MUSCATINE — The story of an injured Iowa athlete and the woman who helped him walk again became a viral sensation. In a new book about their journey, Chris and Emily Norton want readers to know the past nine years haven't been easy, but they've been real.

"Seeing us in the media, people assume everything is great and we're in a great place," Emily said. "There have been a lot of struggles and challenges along the way."

Chris, 27, and Emily, 26, recently became adoptive parents to five daughters in the span of three months. In the book “The 7 Longest Yards,” out Tuesday, they share their story of learning not to let the fear of challenges you can see — and those you can’t — get in the way of living.

To understand the Nortons, you have to know how they came together.

In 2010, Chris was a freshman playing football for Luther College. In the sixth game of the season, when he went in for a diving tackle and collided with an opponent’s legs, he broke his neck. The injury left the 18-year old paralyzed.

He was told he had a 3% chance of regaining any feeling or movement below his neck. But a severe spinal cord injury didn't stop Chris.

Three years later, he met Emily Summers of Muscatine. He was training four to six hours per day, and Emily was his best personal trainer.

"She pushed me to keep going for more," he said.

Chris was training to walk across the stage for his college graduation ceremony. In 2015, he did, with Emily, by then his fiancee, by his side. The story went viral. A video of it, with commentary from Chris, has been viewed on YouTube more than 740,000 times. Chris and Emily appeared on morning talk shows and were featured in magazines.

After the first walk, Chris and Emily set another goal: Getting Chris strong enough to walk the seven yards down the wedding aisle. On April 21 last year, Chris and Emily did it together and became husband and wife.

Their story offers inspiration, not only because of Chris’ tenacity, but also because Emily is candid about her mental health struggles and how she found her way to wellness.

Emily discovered her passion for helping children when she was a student at Muscatine High School. She participated in the Police Mentor Program that paired high school students with elementary students in need. There, Emily met a young girl at Franklin Elementary School who would eventually become her daughter.

"I came from such a great family who was always supportive, who was always there," she said, "so I didn't really understand there were kids in our community who don't have that family or that support."

She said witnessing what Whittley, now 20, went through affected her more than she realized at the time. Emily graduated with a degree in family services from the University of Northern Iowa, and she kept in touch with Whittley.

“I just knew that I wanted to do everything in my power to help kids who were struggling,” she said. “Kids who were in these situations, who were being abused, neglected, who didn't know that they were really loved and special.”

She completed an internship after college at a group home for children in foster care.
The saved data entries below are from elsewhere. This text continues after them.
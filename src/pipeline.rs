//! The harvest run: access gate, search, fetch, normalize.
//!
//! [`Harvester::run`] is a single linear call sequence. The current instant
//! is passed in so the access decision is reproducible.

use std::path::Path;

use chrono::{DateTime, Utc};
use chrono_tz::Tz;
use thiserror::Error;
use tracing::{info, instrument, warn};

use crate::config::HarvestConfig;
use crate::eutils::{Eutils, SearchError, SearchHandle, SearchHandleResolver};
use crate::fetch::{BatchFetcher, FetchError};
use crate::normalize::{ParseError, Record, RecordNormalizer};
use crate::output::{OutputError, write_csv};
use crate::progress::{NoProgress, ProgressSink};
use crate::window::AccessWindow;

/// Any failure that aborts a harvest run.
#[derive(Debug, Error)]
pub enum HarvestError {
    #[error(transparent)]
    Search(#[from] SearchError),

    #[error(transparent)]
    Fetch(#[from] FetchError),

    #[error(transparent)]
    Parse(#[from] ParseError),

    #[error(transparent)]
    Output(#[from] OutputError),
}

/// How a run ended when nothing failed.
#[derive(Debug)]
pub enum HarvestOutcome {
    /// `now` fell outside the access window; no request was made.
    Denied {
        /// `now` in the window's timezone.
        local_time: DateTime<Tz>,
    },
    /// Every page was fetched and normalized.
    Completed {
        handle: SearchHandle,
        records: Vec<Record>,
    },
}

impl HarvestOutcome {
    /// Records of a completed run; empty when denied.
    #[must_use]
    pub fn records(&self) -> &[Record] {
        match self {
            Self::Denied { .. } => &[],
            Self::Completed { records, .. } => records,
        }
    }

    #[must_use]
    pub fn is_denied(&self) -> bool {
        matches!(self, Self::Denied { .. })
    }
}

/// Drives one harvest over an [`Eutils`] transport.
pub struct Harvester<'a, E: Eutils + ?Sized> {
    config: &'a HarvestConfig,
    eutils: &'a E,
    window: AccessWindow,
    progress: &'a dyn ProgressSink,
}

impl<'a, E: Eutils + ?Sized> Harvester<'a, E> {
    #[must_use]
    pub fn new(config: &'a HarvestConfig, eutils: &'a E) -> Self {
        Self {
            config,
            eutils,
            window: AccessWindow::new(config.timezone),
            progress: &NoProgress,
        }
    }

    /// Routes fetch and parse progress to `progress`.
    #[must_use]
    pub fn with_progress(mut self, progress: &'a dyn ProgressSink) -> Self {
        self.progress = progress;
        self
    }

    /// Runs the harvest for `term` as of `now`.
    ///
    /// Outside the access window this returns [`HarvestOutcome::Denied`]
    /// without touching the network.
    ///
    /// # Errors
    ///
    /// Returns [`HarvestError`] when the search fails, a page cannot be
    /// fetched, or a page is not well-formed XML. No partial table is
    /// returned.
    #[instrument(skip(self, now), fields(timezone = %self.config.timezone))]
    pub async fn run(&self, term: &str, now: DateTime<Utc>) -> Result<HarvestOutcome, HarvestError> {
        if !self.window.is_allowed(now) {
            let local_time = self.window.local_time(now);
            warn!(%local_time, "outside the access window, not contacting the provider");
            return Ok(HarvestOutcome::Denied { local_time });
        }

        let handle = SearchHandleResolver::new(self.eutils)
            .resolve(term, self.config.max_results)
            .await?;

        let pages = BatchFetcher::new(self.eutils, self.config)
            .with_progress(self.progress)
            .fetch_all(&handle)
            .await?;

        let records = RecordNormalizer::new()
            .with_progress(self.progress)
            .normalize(&pages)?;

        info!(
            total_count = handle.total_count,
            records = records.len(),
            "harvest completed"
        );
        Ok(HarvestOutcome::Completed { handle, records })
    }

    /// [`run`](Self::run), then writes the table to `path` on completion.
    ///
    /// A denied or failed run leaves `path` untouched.
    ///
    /// # Errors
    ///
    /// As [`run`](Self::run), plus [`HarvestError::Output`] if the table
    /// cannot be written.
    pub async fn run_to_csv(
        &self,
        term: &str,
        now: DateTime<Utc>,
        path: &Path,
    ) -> Result<HarvestOutcome, HarvestError> {
        let outcome = self.run(term, now).await?;
        if let HarvestOutcome::Completed { records, .. } = &outcome {
            write_csv(path, records)?;
        }
        Ok(outcome)
    }
}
The experience was difficult, she said, because many of the youths didn’t have families and came from unthinkable situations.
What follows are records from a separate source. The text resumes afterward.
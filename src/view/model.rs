//! View Model Projection
//!
//! Pure `state -> ViewModel` projection. Nothing here performs I/O, so
//! the whole view can be checked without a rendering environment.

use chrono::{DateTime, NaiveDate};

use crate::api::{MarketSummary, PlatformStats};
use crate::session::Session;
use crate::view::{Modal, Notice, ViewState};

/// Borrowed snapshot of everything the projection reads
#[derive(Debug, Clone, Copy)]
pub struct ViewSource<'a> {
    pub state: &'a ViewState,
    pub session: &'a Session,
    pub stats: Option<&'a PlatformStats>,
    pub markets: &'a [MarketSummary],
    pub modal: Option<Modal>,
    pub notice: Option<&'a Notice>,
    pub health_url: &'a str,
}

/// Complete description of one rendered frame
#[derive(Debug, Clone, PartialEq)]
pub struct ViewModel {
    pub state: ViewState,
    pub nav: NavModel,
    /// Absent while loading or on the error screen
    pub hero: Option<HeroModel>,
    pub stats: Option<StatsModel>,
    pub markets: Vec<MarketCard>,
    /// Admins get the "New Market" entry next to the sort buttons
    pub can_create_market: bool,
    pub modal: Option<Modal>,
    pub notice: Option<Notice>,
    pub health_url: String,
}

/// Navigation bar
#[derive(Debug, Clone, PartialEq, Eq)]
pub struct NavModel {
    pub logged_in: bool,
    pub phone: Option<String>,
    pub balance: Option<String>,
    pub show_admin_panel: bool,
}

/// Hero call-to-action buttons
#[derive(Debug, Clone, PartialEq, Eq)]
pub struct HeroModel {
    pub primary_action: &'static str,
    pub secondary_action: &'static str,
}

/// Platform overview counters
#[derive(Debug, Clone, PartialEq, Eq)]
pub struct StatsModel {
    pub active_markets: u64,
    pub total_trades: u64,
    pub total_volume: String,
    pub total_markets: u64,
}

/// One market card
#[derive(Debug, Clone, PartialEq, Eq)]
pub struct MarketCard {
    pub id: String,
    pub category: String,
    pub question: String,
    pub ends: Option<String>,
    pub yes_percent: String,
    pub no_percent: String,
    pub volume_yes: String,
    pub volume_no: String,
    pub total_volume: String,
    pub trade_count: u64,
    /// Buy buttons are disabled for anonymous visitors
    pub can_trade: bool,
}

/// Project coordinator state into a [`ViewModel`]
pub fn project(source: &ViewSource<'_>) -> ViewModel {
    let user = source.session.user();
    let logged_in = *source.state == ViewState::Authenticated && user.is_some();
    let is_admin = logged_in && user.is_some_and(|u| u.is_admin());

    let nav = NavModel {
        logged_in,
        phone: user.filter(|_| logged_in).map(|u| u.phone.clone()),
        balance: user.filter(|_| logged_in).map(|u| format_ksh(u.balance)),
        show_admin_panel: is_admin,
    };

    let main_view = matches!(
        source.state,
        ViewState::Anonymous | ViewState::Authenticated
    );

    let hero = main_view.then(|| {
        if logged_in {
            HeroModel {
                primary_action: "Start Trading",
                secondary_action: "Add Funds",
            }
        } else {
            HeroModel {
                primary_action: "Get Started Free",
                secondary_action: "Login to Trade",
            }
        }
    });

    let stats = source.stats.filter(|_| main_view).map(|stats| StatsModel {
        active_markets: stats.platform.active_markets,
        total_trades: stats.platform.total_trades,
        total_volume: format_ksh(stats.platform.total_volume.round()),
        total_markets: stats.platform.total_markets,
    });

    let markets = if main_view {
        source
            .markets
            .iter()
            .map(|market| market_card(market, logged_in))
            .collect()
    } else {
        Vec::new()
    };

    ViewModel {
        state: source.state.clone(),
        nav,
        hero,
        stats,
        markets,
        can_create_market: is_admin,
        modal: source.modal,
        notice: source.notice.cloned(),
        health_url: source.health_url.to_string(),
    }
}

fn market_card(market: &MarketSummary, can_trade: bool) -> MarketCard {
    let probability = if market.probability.is_consistent() {
        market.probability
    } else {
        tracing::warn!(
            market_id = %market.id,
            yes = market.probability.yes_probability,
            no = market.probability.no_probability,
            "Market probabilities do not sum to 1, normalizing"
        );
        market.probability.normalized()
    };

    MarketCard {
        id: market.id.clone(),
        category: market.category.clone(),
        question: market.question.clone(),
        ends: market.resolution_date.as_deref().map(format_date),
        yes_percent: format_percent(probability.yes_probability),
        no_percent: format_percent(probability.no_probability),
        volume_yes: format_ksh(market.volume_yes),
        volume_no: format_ksh(market.volume_no),
        total_volume: format_ksh(market.total_volume),
        trade_count: market.trade_count,
        can_trade,
    }
}

/// `0.6` -> `"60.0%"`
pub fn format_percent(probability: f64) -> String {
    format!("{:.1}%", probability * 100.0)
}

/// `1500.5` -> `"KSh 1,500.5"`, `50000` -> `"KSh 50,000"`.
/// Up to three fraction digits, trailing zeros dropped.
pub fn format_ksh(amount: f64) -> String {
    if !amount.is_finite() {
        return "KSh 0".to_string();
    }

    let mills = (amount.abs() * 1000.0).round() as u64;
    let sign = if amount < 0.0 && mills > 0 { "-" } else { "" };
    let whole = group_thousands(mills / 1000);

    match mills % 1000 {
        0 => format!("KSh {}{}", sign, whole),
        frac => {
            let frac = format!("{:03}", frac);
            format!("KSh {}{}.{}", sign, whole, frac.trim_end_matches('0'))
        }
    }
}

fn group_thousands(n: u64) -> String {
    let digits = n.to_string();
    let mut out = String::with_capacity(digits.len() + digits.len() / 3);
    for (i, ch) in digits.chars().enumerate() {
        if i > 0 && (digits.len() - i) % 3 == 0 {
            out.push(',');
        }
        out.push(ch);
    }
    out
}

/// Accepts `YYYY-MM-DD` or RFC 3339; anything else is shown verbatim
fn format_date(raw: &str) -> String {
    let date = NaiveDate::parse_from_str(raw, "%Y-%m-%d")
        .ok()
        .or_else(|| DateTime::parse_from_rfc3339(raw).ok().map(|dt| dt.date_naive()));

    match date {
        Some(date) => date.format("%-d %b %Y").to_string(),
        None => raw.to_string(),
    }
}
She felt a hopelessness and belief life wouldn’t get better. It was hard to be vulnerable and seek help, she said, but doing so brought her back to the family, friends and faith she had turned away from.

"I want people to realize there's nothing wrong with you if you're going through something hard, if you've been through something hard, if you're struggling with mental health," she said. "It's such a strength to be able to ask for help, and the more you do it, the easier it becomes."

The Nortons fostered Whittley while living in Florida before they got married, and they officially adopted her in December. They also adopted four Florida siblings, Ariana, 3, Izzy, 6, Lily, 8, and Ava, 10, from foster care in February.

Becoming a family of seven in a span of just a few months has had its crazy moments, Emily said, but they make it work.

"We have the most special girls that bring so much light and joy into our lives," she said.

She said they’ve learned a lot in the three years they’ve been foster parents, and they are still learning.

“The biggest thing is being able to give the control to God,” she said, “because there's so much as a parent that's out of your control.”

The Nortons plan to continue fostering children. Emily said those considering becoming foster parents should listen to their instincts.

"If you're thinking about it and it's in your heart, it's there for a reason," she said.

Fostering is not for everyone, she said, but related opportunities include mentoring to foster children or providing respite care to foster-care families.

“There's always something that we all can do to support kids in foster care or support their families,” she said.

Chris said following his injury, he thought he had to walk independently to be happy. Since becoming a parent, his focus is instead on providing for his family by inspiring people through his motivational speaking, books and documentary film.

He is hopeful about future advances in spinal cord injury research and treatment, and he established the Chris Norton Foundation in 2012 to assist others with neuromuscular injuries.

"I'm really content where I am," he said.

The Nortons made two stops in Iowa last week to sign copies of the book. Getting their story on paper was an effort, too. Chris said for some details, they had to remember difficult situations, “things you’d rather leave in the past.”

“Those harder moments also have shaped us into being a better couple, being better parents, just being more resilient,” he said.

Chris said people who have read advance copies of the book have told Emily how inspired they are by her vulnerability, and hearing those comments made Emily more confident.

"We have our wonderful moments," Chris said. "We work hard at being strong together, but we're just very real. We want to make sure that comes across, too."